J’Accuse é um momento sublime de cinema que nos permite auscultar de uma forma muito próxima a pulsação dos dias de hoje, ainda que a partir de um eco que remonta ao final do século XIX. Curiosamente, a 1895, o ano do nascimento do cinema. É claro que sabemos que o novo filme de Roman Polanski, agora em estreia nacional depois do debute mundial no festival de Veneza, onde venceu o Prémio do Júri, tem um alcance bem mais prolongado que o tão célebre affaire Dreyfus. Provavelmente tocando o cineasta de uma forma mais particular, mais pessoal, ainda que em momento nenhum das mais de duas horas intensas de filme se pressinta sequer uma referência indireta ao seu affaire por demais comentado, e em que pende na justiça americana um caso de abuso sexual com uma menor desde 1977. Ainda que todo esse coro tal não tenha impedido o filme de ser nomeado para 12 Césars, os mais importantes prémios do cinema francês.
Foi mesmo nessa famosa carta aberta assinada pelo famoso escritor Émile Zola intitulada J’Accuse e endereçada ao presidente francês que Robert Harris se inspirou para o seu livro O Oficial e Espião, editado em Portugal pela Presença, bem como no guião co-assinado por Roman Polanski. Na respeitabilidade dos seus 86 anos, Polanski serve-se da carga desse famoso “erro judiciário” embora deixando-nos livres para daí retirar eventuais e mais amplas leituras. O estilo é de um rigor estético férreo, quase de perfil militar, conjugando o irrepreensível fresco de época, com o perfil do processo judicial, o sublinhado dos valores fundamentais e até uma pueril intriga amorosa. É então a partir dessa releitura que o cineasta parece assinalar a importância de rever os valores de verdade e justiça aí vertidos.
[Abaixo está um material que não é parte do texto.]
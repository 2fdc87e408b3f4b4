#![deny(unsafe_code)]
#![deny(missing_docs)]
#![deny(rustdoc::broken_intra_doc_links)]

//! # Overview
//!
//! `engine` is the streaming heart of rsdelta: a pull-driven, resumable job
//! engine that runs each of the four operations — signature generation,
//! signature loading, delta generation, patch application — incrementally
//! over caller-supplied buffers, suspending whenever input runs dry or
//! output space runs out.
//!
//! # Design
//!
//! A [`Job`] couples one family-specific state machine with the plumbing
//! every family shares: the buffer descriptor walk, an output queue that
//! survives output exhaustion, a hold buffer for fixed-size reads that span
//! iterate calls, statistics, and terminal-error latching. The engine's
//! transition loop is the only place that branches on machine state; the
//! families express nothing but their own transitions.
//!
//! The library performs no I/O. [`Buffers`] is the whole contract: callers
//! hand in slices, the job advances as far as those slices allow, and
//! [`JobStatus::Blocked`] means "refill or drain and call again".
//! [`Job::drive`] wraps that loop for callers with callback-shaped I/O, and
//! the patch job borrows basis bytes through the one-method [`BasisSource`]
//! capability.
//!
//! # Invariants
//!
//! - Output is prefix-consistent: after every iterate the produced bytes
//!   are a prefix of the final stream.
//! - Every iterate call consumes input, produces output, or advances the
//!   machine by a fixed-cost transition; no call spins.
//! - A job that returned an error returns the same error forever.
//!
//! # Errors
//!
//! All failures surface as the flat [`JobError`] taxonomy. `Done` and
//! `Blocked` are not errors; they are the [`JobStatus`] results.
//!
//! # Examples
//!
//! Generate a signature of a short basis in one call:
//!
//! ```
//! use engine::{Buffers, JobStatus, signature_begin};
//! use protocol::Magic;
//! use signature::SignatureLayout;
//!
//! let layout = SignatureLayout {
//!     magic: Magic::SigRkBlake2,
//!     block_len: 4,
//!     strong_len: 8,
//! };
//! let mut job = signature_begin(layout).unwrap();
//!
//! let basis = b"a tiny basis";
//! let mut out = [0u8; 256];
//! let mut buffers = Buffers::new(basis, true, &mut out);
//! assert_eq!(job.iterate(&mut buffers).unwrap(), JobStatus::Done);
//! assert_eq!(job.statistics().sig_blocks, 3);
//! ```

mod buffers;
mod delta;
mod error;
mod job;
mod patch;
mod sig;
mod stats;

pub use buffers::Buffers;
pub use error::JobError;
pub use job::{Job, JobStatus, delta_begin, loadsig_begin, patch_begin, signature_begin};
pub use patch::BasisSource;
pub use stats::Stats;
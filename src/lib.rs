#![deny(unsafe_code)]
#![deny(missing_docs)]
#![deny(rustdoc::broken_intra_doc_links)]

//! # Overview
//!
//! `rsdelta` computes and applies binary deltas between similar byte
//! sequences using the rsync rolling-checksum algorithm. The owner of the
//! old file (the *basis*) produces a compact *signature*; whoever holds the
//! new file plus that signature produces a *delta*; the delta plus the
//! basis reconstructs the new file. No step ever needs both files at once.
//!
//! # Design
//!
//! The work happens in four member crates, re-exported here:
//!
//! - [`engine`]: the streaming job engine — every operation is a resumable
//!   [`Job`] advanced over caller-supplied [`Buffers`].
//! - [`signature`]: the in-memory signature, its weak-sum index, and the
//!   layout heuristics.
//! - [`protocol`]: magic numbers and the command-stream codec.
//! - [`checksums`]: the rolling weak sums and strong digest wrappers.
//!
//! The [`whole`] module wraps the job engine for callers with ordinary
//! `std::io` streams and no appetite for buffer plumbing.
//!
//! # Examples
//!
//! Sync a changed in-memory "file" through the whole-stream helpers:
//!
//! ```
//! use std::io::Cursor;
//! use std::num::NonZeroU32;
//!
//! use rsdelta::{SignatureLayoutParams, StrongLen, calculate_signature_layout, whole};
//!
//! let basis = b"hello, old world".to_vec();
//! let new = b"hello, new world".to_vec();
//!
//! // basis owner: signature
//! let layout = calculate_signature_layout(SignatureLayoutParams::new(
//!     Some(basis.len() as u64),
//!     None,
//!     NonZeroU32::new(4),
//!     StrongLen::Minimum,
//! ))
//! .unwrap();
//! let mut sig_stream = Vec::new();
//! whole::signature(&mut Cursor::new(&basis), &mut sig_stream, layout).unwrap();
//!
//! // new-file owner: delta
//! let mut sig = whole::load_signature(&mut Cursor::new(&sig_stream)).unwrap();
//! sig.build_index();
//! let mut delta_stream = Vec::new();
//! whole::delta(&sig, &mut Cursor::new(&new), &mut delta_stream).unwrap();
//!
//! // basis owner again: patch
//! let mut patched = Vec::new();
//! whole::patch(&basis[..], &mut Cursor::new(&delta_stream), &mut patched).unwrap();
//! assert_eq!(patched, new);
//! ```

pub mod whole;

pub use checksums::{ClassicSum, RabinKarp, RollingSum};
pub use engine::{
    BasisSource, Buffers, Job, JobError, JobStatus, Stats, delta_begin, loadsig_begin,
    patch_begin, signature_begin,
};
pub use protocol::{Command, Magic, RollsumKind, StrongKind};
pub use signature::{
    BlockMatch, Signature, SignatureLayout, SignatureLayoutParams, StrongLen,
    calculate_signature_layout,
};
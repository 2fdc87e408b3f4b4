//! File-backed round trips through the whole-stream helpers.
//!
//! The three parties of a sync — basis owner, new-file owner, patcher —
//! only ever exchange the signature and delta streams. These tests act the
//! parts out over real files in a temporary directory.

use std::fs::File;
use std::io::{Seek, SeekFrom, Write};
use std::num::NonZeroU32;

use rand::{Rng, RngCore};
use rsdelta::{
    Magic, SignatureLayoutParams, StrongLen, calculate_signature_layout,
    whole::{self, SeekBasis},
};
use tempfile::tempdir;

fn write_file(path: &std::path::Path, contents: &[u8]) -> File {
    let mut file = File::create(path).expect("create file");
    file.write_all(contents).expect("write file");
    file.sync_all().expect("sync file");
    File::open(path).expect("reopen file")
}

fn random_bytes(len: usize) -> Vec<u8> {
    let mut data = vec![0u8; len];
    rand::thread_rng().fill_bytes(&mut data);
    data
}

#[test]
fn files_round_trip_through_signature_delta_and_patch() {
    let dir = tempdir().expect("temp dir");

    let basis = random_bytes(200 * 1024);
    let mut new = basis.clone();
    // mutate: overwrite a stretch, delete a stretch, append
    let start = 50 * 1024;
    rand::thread_rng().fill_bytes(&mut new[start..start + 4096]);
    new.drain(120 * 1024..140 * 1024);
    new.extend_from_slice(&random_bytes(8 * 1024));

    let mut basis_file = write_file(&dir.path().join("basis"), &basis);
    let new_file_path = dir.path().join("new");
    let mut new_file = write_file(&new_file_path, &new);

    // party one: signature of the basis
    let layout = calculate_signature_layout(SignatureLayoutParams::new(
        Some(basis.len() as u64),
        None,
        None,
        StrongLen::Minimum,
    ))
    .expect("layout");
    let mut sig_file = File::create(dir.path().join("sig")).expect("create sig");
    let sig_stats = whole::signature(&mut basis_file, &mut sig_file, layout).expect("signature");
    assert!(sig_stats.sig_blocks > 0);

    // party two: load the signature, index it, emit the delta
    let mut sig_file = File::open(dir.path().join("sig")).expect("open sig");
    let mut sig = whole::load_signature(&mut sig_file).expect("load signature");
    assert_eq!(sig.block_count() as u64, sig_stats.sig_blocks);
    sig.build_index();

    let mut delta_file = File::create(dir.path().join("delta")).expect("create delta");
    let delta_stats = whole::delta(&sig, &mut new_file, &mut delta_file).expect("delta");
    assert_eq!(
        delta_stats.lit_bytes + delta_stats.copy_bytes,
        new.len() as u64
    );
    // most of the file is unchanged, so copies should dominate
    assert!(delta_stats.copy_bytes > delta_stats.lit_bytes);

    // party one again: apply the delta against the basis
    let basis_file = File::open(dir.path().join("basis")).expect("open basis");
    let mut delta_file = File::open(dir.path().join("delta")).expect("open delta");
    let mut patched_file = File::create(dir.path().join("patched")).expect("create patched");
    whole::patch(
        SeekBasis::new(basis_file),
        &mut delta_file,
        &mut patched_file,
    )
    .expect("patch");

    let patched = std::fs::read(dir.path().join("patched")).expect("read patched");
    assert_eq!(patched, new);
}

#[test]
fn identical_files_produce_copy_only_deltas() {
    let dir = tempdir().expect("temp dir");
    let data = random_bytes(32 * 1024);

    let mut basis_file = write_file(&dir.path().join("basis"), &data);
    let layout = calculate_signature_layout(SignatureLayoutParams::new(
        Some(data.len() as u64),
        Some(Magic::SigRkBlake2),
        NonZeroU32::new(2048),
        StrongLen::Maximum,
    ))
    .expect("layout");

    let mut sig_stream = Vec::new();
    whole::signature(&mut basis_file, &mut sig_stream, layout).expect("signature");

    let mut sig = whole::load_signature(&mut &sig_stream[..]).expect("load");
    sig.build_index();

    basis_file.seek(SeekFrom::Start(0)).expect("rewind");
    let mut delta_stream = Vec::new();
    let stats = whole::delta(&sig, &mut basis_file, &mut delta_stream).expect("delta");
    assert_eq!(stats.lit_bytes, 0);
    assert_eq!(stats.copy_bytes, data.len() as u64);

    // a copy-only delta is tiny next to the file it reconstructs
    assert!(delta_stream.len() < 64);

    let mut patched = Vec::new();
    whole::patch(&data[..], &mut &delta_stream[..], &mut patched).expect("patch");
    assert_eq!(patched, data);
}

#[test]
fn layout_heuristics_scale_with_file_size() {
    let small = calculate_signature_layout(SignatureLayoutParams::new(
        Some(64 * 1024),
        None,
        None,
        StrongLen::Minimum,
    ))
    .expect("layout");
    let large = calculate_signature_layout(SignatureLayoutParams::new(
        Some(1 << 32),
        None,
        None,
        StrongLen::Minimum,
    ))
    .expect("layout");

    assert!(small.block_len < large.block_len);
    assert!(small.strong_len <= large.strong_len);

    // and a random block of either size still round-trips
    let data = random_bytes(rand::thread_rng().gen_range(1000..5000));
    let mut sig_stream = Vec::new();
    whole::signature(&mut &data[..], &mut sig_stream, small).expect("signature");
    let mut sig = whole::load_signature(&mut &sig_stream[..]).expect("load");
    sig.build_index();

    let mut delta_stream = Vec::new();
    whole::delta(&sig, &mut &data[..], &mut delta_stream).expect("delta");
    let mut patched = Vec::new();
    whole::patch(&data[..], &mut &delta_stream[..], &mut patched).expect("patch");
    assert_eq!(patched, data);
}
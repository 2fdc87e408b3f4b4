//! Strong block digests.
//!
//! A weak rolling checksum is cheap but collides easily, so every candidate
//! block match is confirmed against a cryptographic digest of the block. The
//! signature format selects either MD4 (the legacy choice, kept for
//! compatibility) or BLAKE2b-256 (the recommended one); both are consumed
//! here as black-box primitives from the RustCrypto `digest` family and
//! exposed behind the [`StrongDigest`] trait.

mod blake2;
mod md4;

pub use blake2::Blake2;
pub use md4::Md4;

/// Trait implemented by the strong checksum algorithms.
///
/// Callers feed data incrementally via [`Self::update`] and obtain the final
/// digest through [`Self::finalize`]. [`DIGEST_LEN`](Self::DIGEST_LEN)
/// exposes the byte width of the result so buffer sizing never hard-codes an
/// algorithm.
pub trait StrongDigest: Sized {
    /// Type returned when finalising the digest.
    type Digest: AsRef<[u8]> + Copy;

    /// Length of the final digest in bytes.
    const DIGEST_LEN: usize;

    /// Creates a hasher with an empty state.
    fn new() -> Self;

    /// Feeds additional bytes into the digest state.
    fn update(&mut self, data: &[u8]);

    /// Finalises the digest and returns the resulting hash.
    fn finalize(self) -> Self::Digest;

    /// Convenience helper that hashes `data` in a single call.
    fn digest(data: &[u8]) -> Self::Digest {
        let mut hasher = Self::new();
        hasher.update(data);
        hasher.finalize()
    }
}

#[cfg(test)]
mod tests {
    use super::{Blake2, Md4, StrongDigest};

    #[test]
    fn digest_lengths_are_native() {
        assert_eq!(Md4::digest(b"x").as_ref().len(), Md4::DIGEST_LEN);
        assert_eq!(Blake2::digest(b"x").as_ref().len(), Blake2::DIGEST_LEN);
    }

    #[test]
    fn trait_digest_matches_streaming() {
        let input = b"confirm the weak match";

        let mut streamed = Md4::new();
        streamed.update(&input[..7]);
        streamed.update(&input[7..]);
        assert_eq!(streamed.finalize(), Md4::digest(input));

        let mut streamed = Blake2::new();
        streamed.update(&input[..7]);
        streamed.update(&input[7..]);
        assert_eq!(streamed.finalize(), Blake2::digest(input));
    }
}
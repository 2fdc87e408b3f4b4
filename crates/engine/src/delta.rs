//! The delta scanner.
//!
//! The scanner slides a block-sized window over the new file, keeping a
//! rolling weak sum of exactly the bytes in the window. Every window
//! position is probed against the signature index; a confirmed match emits
//! the bytes that slid past as a literal and the matched block as a copy,
//! then restarts the window after the match. Copies of adjacent basis
//! ranges are coalesced into one command.
//!
//! The window lives at the tail of a single scoop buffer; everything in the
//! scoop before the window is the pending literal run. Sliding the window
//! forward therefore costs one rolling-sum rotate and one appended byte —
//! no data moves until a literal is flushed.

use checksums::RollingSum;
use protocol::{Command, Magic};
use signature::{BlockMatch, Signature};

use crate::error::JobError;
use crate::job::{JobIo, Step};

/// Pending literal bytes are flushed once they reach this size, which keeps
/// the scoop bounded no matter how little of the new file matches.
const MAX_LITERAL_RUN: usize = 64 * 1024;

#[derive(Clone, Copy)]
struct CopySpan {
    offset: u64,
    len: u64,
}

#[derive(Clone, Copy)]
enum DeltaState {
    Header,
    Scan,
}

pub(crate) struct DeltaJob<'a, R> {
    sig: &'a Signature,
    block_len: usize,
    state: DeltaState,
    sum: R,
    /// Pending literal run followed by the current window.
    scoop: Vec<u8>,
    /// Where the window starts inside the scoop.
    win_start: usize,
    /// Whether the current window position has already been probed.
    probed: bool,
    pending_copy: Option<CopySpan>,
}

impl<'a, R: RollingSum> DeltaJob<'a, R> {
    pub(crate) fn new(sig: &'a Signature) -> Self {
        let block_len = sig.block_len() as usize;
        Self {
            sig,
            block_len,
            state: DeltaState::Header,
            sum: R::default(),
            scoop: Vec::with_capacity(MAX_LITERAL_RUN + block_len),
            win_start: 0,
            probed: false,
            pending_copy: None,
        }
    }

    pub(crate) fn step(&mut self, io: &mut JobIo<'_, '_>) -> Result<Step, JobError> {
        match self.state {
            DeltaState::Header => {
                io.out.extend(&Magic::Delta.to_be_bytes());
                io.stats.block_len = self.sig.block_len();
                self.state = DeltaState::Scan;
                Ok(Step::Again)
            }
            DeltaState::Scan => self.scan(io),
        }
    }

    fn scan(&mut self, io: &mut JobIo<'_, '_>) -> Result<Step, JobError> {
        loop {
            // top up the window
            let win_len = self.scoop.len() - self.win_start;
            if win_len < self.block_len {
                let chunk = io.buf.take(self.block_len - win_len);
                if !chunk.is_empty() {
                    self.sum.update(chunk);
                    self.scoop.extend_from_slice(chunk);
                    self.probed = false;
                    continue;
                }
                if !io.buf.eof_in() {
                    return Ok(Step::Blocked);
                }
            }

            let win_len = self.scoop.len() - self.win_start;
            if win_len == 0 {
                self.flush_literal(io);
                self.flush_copy(io);
                io.out.push_cmd(&Command::End);
                return Ok(Step::Finished);
            }

            if !self.probed {
                self.probed = true;
                let window = &self.scoop[self.win_start..];
                match self.sig.find_block(self.sum.digest(), window) {
                    BlockMatch::Found(idx) => {
                        let offset = idx as u64 * self.block_len as u64;
                        let len = win_len as u64;
                        tracing::trace!(block = idx, offset, len, "block match");
                        self.flush_literal(io);
                        self.append_copy(io, offset, len);
                        io.stats.matches += 1;
                        self.scoop.clear();
                        self.win_start = 0;
                        self.sum.reset();
                        self.probed = false;
                        return Ok(Step::Again);
                    }
                    BlockMatch::WeakOnly => {
                        io.stats.false_matches += 1;
                    }
                    BlockMatch::Miss => {}
                }
            }

            // no match here: slide forward, or shrink once the input is gone
            if win_len == self.block_len {
                let chunk = io.buf.take(1);
                if let &[inn] = chunk {
                    self.sum.rotate(self.scoop[self.win_start], inn);
                    self.scoop.push(inn);
                    self.win_start += 1;
                } else if io.buf.eof_in() {
                    self.sum.rollout(self.scoop[self.win_start]);
                    self.win_start += 1;
                } else {
                    return Ok(Step::Blocked);
                }
            } else {
                // a short window only exists at end of input
                self.sum.rollout(self.scoop[self.win_start]);
                self.win_start += 1;
            }
            self.probed = false;

            if self.win_start >= MAX_LITERAL_RUN {
                self.flush_literal(io);
                return Ok(Step::Again);
            }
        }
    }

    /// Emits the pending literal run, if any. Ordering: any pending copy
    /// precedes the literal bytes in the stream, so it is flushed first.
    fn flush_literal(&mut self, io: &mut JobIo<'_, '_>) {
        if self.win_start == 0 {
            return;
        }
        self.flush_copy(io);
        let len = self.win_start as u64;
        let cmdbytes = io.out.push_cmd(&Command::Literal { len });
        io.out.extend(&self.scoop[..self.win_start]);
        io.stats.lit_cmds += 1;
        io.stats.lit_bytes += len;
        io.stats.lit_cmdbytes += cmdbytes as u64;
        self.scoop.drain(..self.win_start);
        self.win_start = 0;
    }

    fn flush_copy(&mut self, io: &mut JobIo<'_, '_>) {
        if let Some(span) = self.pending_copy.take() {
            let cmdbytes = io.out.push_cmd(&Command::Copy {
                offset: span.offset,
                len: span.len,
            });
            io.stats.copy_cmds += 1;
            io.stats.copy_bytes += span.len;
            io.stats.copy_cmdbytes += cmdbytes as u64;
        }
    }

    /// Extends the pending copy when `offset` continues it, otherwise flushes
    /// and starts a new span.
    fn append_copy(&mut self, io: &mut JobIo<'_, '_>, offset: u64, len: u64) {
        match &mut self.pending_copy {
            Some(span) if span.offset + span.len == offset => span.len += len,
            _ => {
                self.flush_copy(io);
                self.pending_copy = Some(CopySpan { offset, len });
            }
        }
    }
}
Logo nos primeiros segundos da primorosa sequência inicial somos informados de que todos os elementos e personagens do filme são verdadeiros. É num ambiente de parada militar que é apresentado o oficial Alfred Dreyfus, interpretado com total entrega por Louis Garrel, degradado e despojado das suas insígnias militares, ao mesmo tempo que é acusado de alta traição, por um crime de espionagem.
O coronel Picquart, defendido por um impecável Jean Dujardin, é tão convincente no seu inicial desdém anti-semita, quando descreve Dreyfus, como um alfaiate judeu que chora o ouro perdido, como no acérrimo defensor da sua inocência depois de ser promovido e indicado para a sua investigação. A mesma atitude quando, Esterhazy, o verdadeiro espião para o exército alemão, era protegido por as mais altas patentes militares, muitas delas interpretadas por atores pertencentes à Commedie Française, a companhia de teatro pública permanente, a mais antiga do mundo (cuja fundação precede mesmo a Revolução Francesa). Uma palavra ainda para Emmanuelle Seigner, mulher de Polanski, aqui num curto, mas expressivo, momento romântico com Picquart.
Naturalmente, Polanski trilha um terreno que conhece. Ele que fugiu em 1937 com os pais, apenas com quatro anos, de Paris para Cracóvia, acabando depois por ser a família ser deportada pelas tropas nazis para o gueto local, onde tentou sobreviver mesmo depois da morte dos pais no Holocausto, cuja comemoração do 75º aniversário da Libertação ocorreu ainda esta semana.
De resto, foi também a possibilidade da revisão de J’Accuse, depois da sua descoberta em Paris na semana da estreia francesa, que nos permitiu recuperar novos detalhes, particular referências históricas e enquadrá-las com o estado da arte na altura, com o estado da belle epóque, um recorte artístico tão bem refletido do can can, no melhor estilo Toulouse-Lautrec, do impressionismo em alguns momentos dejeuner sur l’herbe, na bela cena do Louvre em que se confunde o valor de uma cópia com uma falsificação. Interessou também perceber como dessa auscultação social resulta ainda que não estamos assim tão distantes de algumas injustiças e abusos sociais e xenófobos cometidos em nome de realidades instauradas, mesmo que vigentes num populismo no século XIX.
Dito isto, importa sublinhar que J’Accuse será talvez o filme mais importante estreado este ano, embora já com a ressonância obtida (e o o barulho gerado) desde que foi exibido em Veneza. No entanto, o facto de constantemente esta obra de cinema (e também de arte, porque é disso que se trata) ser relativizado prova que o ‘caso Polanski’ continua vivo e a merecer a importância de um apuramento de verdade. A esse respeito parecem premonitórias no filme as palavras do General Gonse ao procurar demover Picquard do caso quando este lhe apresentava as provas da inocência de Dreyfus, argumentando: “Não quero outro affaireDreyfus!” Ao que ele responde “Não é outro general, é o mesmo!” Na verdade. Ou seja, o caso não está encerrado.